Ein Zusammenhang zwischen dem Angriff auf Jonas K. und der Randale am Jeton sei „nicht abwegig, aber bisher nicht zu belegen“, hieß es bei der Polizei. Wie berichtet, hatten die vier Rechten am Sonntagmorgen auf einem Weg zwischen U- und S-Bahnhof Frankfurter Allee K. bewusstlos geschlagen. Dann legten sie seinen Kopf auf den Weg. Der Haupttäter trat auf den Kopf des Opfers.

Zuvor waren die vier Rechten mit einer Gruppe Linker aneinandergeraten. Dabei erlitt einer der Rechten eine Platzwunde am Kopf. Wie sich später bei den Ermittlungen herausstellte, gehörte vermutlich auch Jonas K. zur Gruppe der Linken. Er kam mit Hirnblutungen in eine Klinik.

Unterdessen kritisierte der Anwalt eines mutmaßlich beteiligten und am Montag festgenommenen Linken die Strafverfolger. Sein Mandant sei wegen der vagen Aussage eines der Neonazis der Haftrichterin vorgeführt worden, sagte Sven Lindemann. Die Richterin sah keinen dringenden Tatverdacht und wies den Antrag auf Haftbefehl zurück. Bei dem Rechten, der den Linken belastet hatte, handelt es sich nach Informationen dieser Zeitung um Michael L. Er sei bereits 2005 bei einer Feier zu Hitlers Geburtstag aufgefallen, hieß es in Sicherheitskreisen.

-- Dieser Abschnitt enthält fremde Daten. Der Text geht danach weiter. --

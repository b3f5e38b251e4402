use std::sync::atomic::{AtomicU32, AtomicU8, Ordering};

/// Liveness of a connection object
#[derive(Debug, Clone, Copy, PartialEq, Eq)]
pub enum LifecycleState {
    /// The connection is live and may issue I/O.
    Active,
    /// Close has been observed or requested while a reference was still
    /// held; the object must be destroyed when the last reference drops.
    PendingClose,
    /// The single destruction transition has fired.
    Destroyed,
}

const ACTIVE: u8 = 0;
const PENDING_CLOSE: u8 = 1;
const DESTROYED: u8 = 2;

/// Reference counting and liveness for one connection.
///
/// The reference count tracks in-flight reasons the object must outlive the
/// current synchronous call, typically the accept-completion routine while
/// it is inside the user's connect handler. Atomics keep the accounting
/// correct even when the OS delivers completions for different operations
/// on the same server from multiple worker threads.
#[derive(Debug)]
pub struct Lifecycle {
    refs: AtomicU32,
    state: AtomicU8,
}

impl Lifecycle {
    pub fn new() -> Self {
        Self {
            refs: AtomicU32::new(0),
            state: AtomicU8::new(ACTIVE),
        }
    }

    pub fn state(&self) -> LifecycleState {
        match self.state.load(Ordering::Acquire) {
            ACTIVE => LifecycleState::Active,
            PENDING_CLOSE => LifecycleState::PendingClose,
            _ => LifecycleState::Destroyed,
        }
    }

    pub fn is_active(&self) -> bool {
        self.state.load(Ordering::Acquire) == ACTIVE
    }

    /// Claim the object for the duration of a call into user code.
    pub fn acquire(&self) {
        self.refs.fetch_add(1, Ordering::AcqRel);
    }

    /// Release a claim. Returns true when the caller must destroy the
    /// object now: close was observed while this reference was held and
    /// this was the last reference.
    #[must_use]
    pub fn release(&self) -> bool {
        let prev = self.refs.fetch_sub(1, Ordering::AcqRel);
        debug_assert!(prev > 0, "lifecycle release without acquire");
        prev == 1 && self.state.load(Ordering::Acquire) == PENDING_CLOSE
    }

    /// The underlying stream reported closed (or close was requested).
    ///
    /// Returns true when the object must be destroyed immediately. When a
    /// reference is still held the destruction is deferred: the state moves
    /// to PendingClose and the releasing caller picks it up via `release`.
    #[must_use]
    pub fn on_closed(&self) -> bool {
        // Already pending or destroyed: nothing further to decide.
        if self
            .state
            .compare_exchange(ACTIVE, PENDING_CLOSE, Ordering::AcqRel, Ordering::Acquire)
            .is_err()
        {
            return false;
        }

        self.refs.load(Ordering::Acquire) == 0
    }

    /// The single destruction transition. Returns true exactly once; any
    /// later caller sees false and must not touch the object again.
    #[must_use]
    pub fn begin_destroy(&self) -> bool {
        self.state.swap(DESTROYED, Ordering::AcqRel) != DESTROYED
    }
}

impl Default for Lifecycle {
    fn default() -> Self {
        Self::new()
    }
}

#[cfg(test)]
mod tests {
    use super::*;

    #[test]
    fn close_with_no_references_destroys_immediately() {
        let lc = Lifecycle::new();
        assert!(lc.on_closed());
        assert_eq!(lc.state(), LifecycleState::PendingClose);
        assert!(lc.begin_destroy());
        assert_eq!(lc.state(), LifecycleState::Destroyed);
    }

    #[test]
    fn close_while_referenced_defers_to_releaser() {
        let lc = Lifecycle::new();
        lc.acquire();

        // Closed under an outstanding claim: deferred.
        assert!(!lc.on_closed());
        assert_eq!(lc.state(), LifecycleState::PendingClose);

        // The releasing caller is told to destroy.
        assert!(lc.release());
        assert!(lc.begin_destroy());
    }

    #[test]
    fn release_without_pending_close_does_not_destroy() {
        let lc = Lifecycle::new();
        lc.acquire();
        assert!(!lc.release());
        assert!(lc.is_active());
    }

    #[test]
    fn destroy_fires_exactly_once() {
        let lc = Lifecycle::new();
        assert!(lc.on_closed());
        assert!(lc.begin_destroy());
        assert!(!lc.begin_destroy());
        assert!(!lc.begin_destroy());
    }

    #[test]
    fn double_close_is_ignored() {
        let lc = Lifecycle::new();
        lc.acquire();
        assert!(!lc.on_closed());
        // A second close report must not re-trigger anything.
        assert!(!lc.on_closed());
        assert!(lc.release());
    }

    #[test]
    fn nested_references_destroy_on_last_release() {
        let lc = Lifecycle::new();
        lc.acquire();
        lc.acquire();
        assert!(!lc.on_closed());
        assert!(!lc.release());
        assert!(lc.release());
    }
}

Zuletzt geriet das Jeton im August 2005 durch eine große Razzia in die Schlagzeilen. Spezialeinsatzkommandos (SEK) stürmten die Diskothek, weil dort angeblich Hooligans vor einem Spiel des 1. FC Union gegen BFC Dynamo Krawalle verabredeten. Am Sonnabend will ein linkes Bündnis in Friedrichshain demonstrieren. Das Motto lautet „Gegen rechte Gewalt. Für ein weltoffenes Friedrichshain“. Treffpunkt ist um 18 Uhr am Bersarinplatz. Die Demonstranten wollen zum S-Bahnhof Frankfurter Allee marschieren – der Weg führt auch vorbei am Jeton.